Loi "Perben 2" : Aux bons soins de la police07/10/20042004Journal/medias/journalnumero/images/2004/10/une1888.jpg.445x577_q85_box-0%2C104%2C1383%2C1896_crop_detail.jpg

Leur société

Loi "Perben 2" : Aux bons soins de la police

Le 1er octobre, la loi dite "Perben 2" est entrée en application. Sous prétexte de renforcer les moyens de lutte contre la grande criminalité et le crime organisé, elle accorde nettement plus de pouvoir à la police, à l'égard de tous les justiciables.

Lorsque la police invoque, à tort ou à raison, des infractions en "bande organisée", le délai de garde à vue passe de 48heures à 96heures (y compris pour les mineurs de moins de 16 ans), ce qui en fait une des durées les plus longues d'Europe. Le gardé à vue ne pourra s'entretenir avec un avocat qu'au bout de 48heures, ou même de 72heures.

La loi autorise désormais la pose de micros et de caméras vidéos dans des lieux privés. En fait, elle légalise et généralise une pratique que la police et les pouvoirs politiques n'hésitaient pas à utiliser.

Autre légalisation: la rétribution des "indics". Les policiers pourront infiltrer légalement des groupes dits "criminels" et procéder à des perquisitions de nuit, même en l'absence de la personne soupçonnée ou de ses proches.
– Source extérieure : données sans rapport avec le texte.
//! Upstream completion client
//!
//! One outbound call per request: system + user message, optional JSON
//! response mode, no retries.

use async_trait::async_trait;
use reqwest::Client;
use std::time::Duration;

use super::models::{ChatCompletionRequest, ChatCompletionResponse, ChatMessage, LLMError, ResponseFormat};
use super::scenarios::satire::PromptPair;
use crate::config::LLMConfig;

/// Content returned when the first choice carries no message text
pub const EMPTY_PAYLOAD: &str = "{}";

/// A chat-completion backend
#[async_trait]
pub trait CompletionClient: Send + Sync {
    /// Send the prompt pair and return the raw content of the first choice.
    async fn complete(&self, prompt: &PromptPair) -> Result<String, LLMError>;
}

/// OpenAI-compatible `/chat/completions` client
pub struct OpenAIClient {
    http_client: Client,
    endpoint: String,
    api_key: String,
    model: String,
    temperature: Option<f32>,
    json_mode: bool,
}

impl OpenAIClient {
    pub fn new(api_key: impl Into<String>, config: &LLMConfig) -> Self {
        let mut builder = Client::builder();
        if config.timeout_secs > 0 {
            builder = builder.timeout(Duration::from_secs(config.timeout_secs));
        }
        let http_client = builder.build().unwrap_or_default();

        Self {
            http_client,
            endpoint: format!("{}/chat/completions", config.api_base.trim_end_matches('/')),
            api_key: api_key.into(),
            model: config.model.clone(),
            temperature: config.temperature,
            json_mode: config.json_mode,
        }
    }

    pub fn endpoint(&self) -> &str {
        &self.endpoint
    }

    pub fn model(&self) -> &str {
        &self.model
    }

    fn build_request(&self, prompt: &PromptPair) -> ChatCompletionRequest {
        ChatCompletionRequest {
            model: self.model.clone(),
            messages: vec![ChatMessage::system(&prompt.system), ChatMessage::user(&prompt.user)],
            temperature: self.temperature,
            response_format: self.json_mode.then(ResponseFormat::json_object),
        }
    }
}

#[async_trait]
impl CompletionClient for OpenAIClient {
    async fn complete(&self, prompt: &PromptPair) -> Result<String, LLMError> {
        let request = self.build_request(prompt);
        tracing::debug!("Calling {} with model {}", self.endpoint, self.model);

        let response = self
            .http_client
            .post(&self.endpoint)
            .bearer_auth(&self.api_key)
            .json(&request)
            .send()
            .await?;

        let status = response.status();
        if !status.is_success() {
            let body = response.text().await.unwrap_or_default();
            return Err(LLMError::Upstream { status: status.as_u16(), body });
        }

        let envelope: ChatCompletionResponse = response
            .json()
            .await
            .map_err(|e| LLMError::InvalidResponse(e.to_string()))?;

        Ok(envelope.first_content().unwrap_or(EMPTY_PAYLOAD).to_string())
    }
}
La police a applaudi à l'annonce de ces mesures, prétendant qu'elles lui donneront les moyens d'effectuer des enquêtes plus efficaces. Dans certains cas c'est possible, mais il faut craindre qu'en donnant à la police des moyens exorbitants, ce ne soit pas la justice qui en profite, mais l'arbitraire. Et ces nouveaux pouvoirs de police pourraient être détournés et utilisés, par exemple, contre le monde du travail.

Cette notion de "bandes organisées" est par exemple suffisamment floue pour désigner des "organisations structurées" d'au moins trois personnes agissant avec préméditation. Cette définition permettrait fort bien de qualifier ainsi des travailleurs licenciés occupant leur entreprise et séquestrant le chef d'entreprise pendant quelques heures, rendant possible l'intervention de la police, sans même que la justice ait le moindre droit d'intervenir. Il est vrai que bien souvent, dans de tels cas, on a vu plus souvent la justice pencher du côté des patrons que du côté des travailleurs.
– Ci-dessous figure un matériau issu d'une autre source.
// Satire API - Build Task Runner
// cargo xtask <command>

use std::path::PathBuf;

use anyhow::{Context, Result, bail};
use xshell::{Shell, cmd};

const BINARY_NAME: &str = "satire-api";

/// Plain cargo invocations; each entry is (name, cargo args, failure message)
const CARGO_STEPS: &[(&str, &[&str], &str)] = &[
    ("test", &["test", "--workspace"], "Tests failed"),
    ("fmt", &["fmt", "--all"], "Failed to format Rust code"),
    ("fmt-check", &["fmt", "--all", "--", "--check"], "Rust code is not formatted"),
    (
        "clippy",
        &[
            "clippy",
            "--workspace",
            "--all-targets",
            "--",
            "--deny",
            "warnings",
            "--allow",
            "clippy::uninlined-format-args",
        ],
        "Clippy checks failed",
    ),
];

/// Steps `ci` runs, in order
const CI_PIPELINE: &[&str] = &["fmt-check", "clippy", "test"];

fn main() -> Result<()> {
    let sh = Shell::new()?;
    sh.change_dir(project_root());

    let args: Vec<String> = std::env::args().skip(1).collect();
    let Some(command) = args.first() else {
        print_help();
        return Ok(());
    };

    match command.as_str() {
        "build" => build(&sh, args.iter().any(|a| a == "--release")),
        "run" => {
            let rest = &args[1..];
            cmd!(sh, "cargo run -p {BINARY_NAME} -- {rest...}")
                .run()
                .context("Failed to run the server")
        },
        "ci" => {
            for (i, step) in CI_PIPELINE.iter().enumerate() {
                println!("[{}/{}] {}", i + 1, CI_PIPELINE.len(), step);
                cargo_step(&sh, step)?;
            }
            println!("CI pipeline passed");
            Ok(())
        },
        "dist" => dist(&sh),
        "clean" => {
            cmd!(sh, "cargo clean").run()?;
            sh.remove_path("build")?;
            Ok(())
        },
        "help" | "--help" | "-h" => {
            print_help();
            Ok(())
        },
        other => cargo_step(&sh, other),
    }
}

fn print_help() {
    println!("Usage: cargo xtask <COMMAND>");
    println!();
    println!("  build [--release]   Build the server (release also lays out build/dist)");
    println!("  run [ARGS...]       Run the server with ARGS");
    for (name, args, _) in CARGO_STEPS {
        println!("  {:<19} cargo {}", name, args.join(" "));
    }
    println!("  ci                  {}", CI_PIPELINE.join(" + "));
    println!("  dist                Release build packed as build/dist/{}-<timestamp>.tar.gz", BINARY_NAME);
    println!("  clean               Remove target/ and build/");
}

/// Run one named entry of `CARGO_STEPS`
fn cargo_step(sh: &Shell, name: &str) -> Result<()> {
    let Some((_, args, failure)) = CARGO_STEPS.iter().find(|(step, _, _)| *step == name) else {
        print_help();
        bail!("unknown command: {name}");
    };
    let args: &[&str] = args;
    cmd!(sh, "cargo {args...}").run().context(*failure)
}

fn build(sh: &Shell, release: bool) -> Result<()> {
    if !release {
        return cmd!(sh, "cargo build -p {BINARY_NAME}").run().context("Failed to build");
    }

    cargo_step(sh, "clippy")?;
    cmd!(sh, "cargo build --release -p {BINARY_NAME}")
        .run()
        .context("Failed to build in release mode")?;

    // build/dist/{bin,conf,logs}
    let dist_dir = project_root().join("build/dist");
    for dir in ["bin", "conf", "logs"] {
        sh.create_dir(dist_dir.join(dir))?;
    }
    sh.copy_file(
        project_root().join("target/release").join(BINARY_NAME),
        dist_dir.join("bin"),
    )?;
    sh.copy_file(project_root().join("backend/conf/config.toml"), dist_dir.join("conf"))?;
    println!("Release layout written to {}", dist_dir.display());

    Ok(())
}

/// Release build packed as a timestamped tarball
fn dist(sh: &Shell) -> Result<()> {
    build(sh, true)?;

    let dist_dir = project_root().join("build/dist");
    let package_name = format!(
        "{}-{}.tar.gz",
        BINARY_NAME,
        chrono::Local::now().format("%Y%m%d_%H%M%S")
    );

    let _dir = sh.push_dir(&dist_dir);
    cmd!(sh, "tar czf {package_name} bin conf logs")
        .run()
        .context("Failed to create tarball")?;

    println!("Package: {}", dist_dir.join(&package_name).display());
    Ok(())
}

fn project_root() -> PathBuf {
    PathBuf::from(env!("CARGO_MANIFEST_DIR"))
        .parent()
        .map(PathBuf::from)
        .unwrap_or_default()
}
Autre nouvelle mesure de la loi Perben, l'introduction du plaider-coupable, qui concerne les délits passibles de 5 ans de prison au plus. Le prévenu, s'il reconnaît les faits, pourra plaider coupable et aurait ainsi la possibilité de voir sa peine réduite d'au moins la moitié de celle encourue. Le gouvernement a présenté cette mesure comme un moyen de désengorger les tribunaux, en remplaçant l'enquête, la procédure et le procès par une audience d'homologation présidée par un juge.

Mais des syndicats de magistrats dénoncent cette mesure et appellent à son boycott. La présidente du Syndicat de la magistrature y voit "le danger évident que l'on extorque l'approbation des prévenus. Je pense, dit-elle, notamment aux nombreux faits de rébellion ou d'outrage." Le président de chambre correctionnelle au tribunal de grande instance de Paris estime que "ce sera une pression supplémentaire lors de la garde à vue, alors qu'il serait temps de se débarrasser de cette religion de l'aveu, qui est source de presque toutes les catastrophes judiciaires". À l'inverse, ce système pourrait être nettement avantageux pour les patrons poursuivis pour abus de biens sociaux ou infractions au code du travail par exemple. Une négociation bien menée dans le secret du bureau du procureur éviterait la publicité d'un procès et le secret permettrait d'étouffer bien des affaires.

Au final, Perben donne des pouvoirs de plus en plus discrétionnaires à la police et aux procureurs. L'expérience a maintes fois prouvé que la protection et les droits des citoyens n'y gagnaient jamais.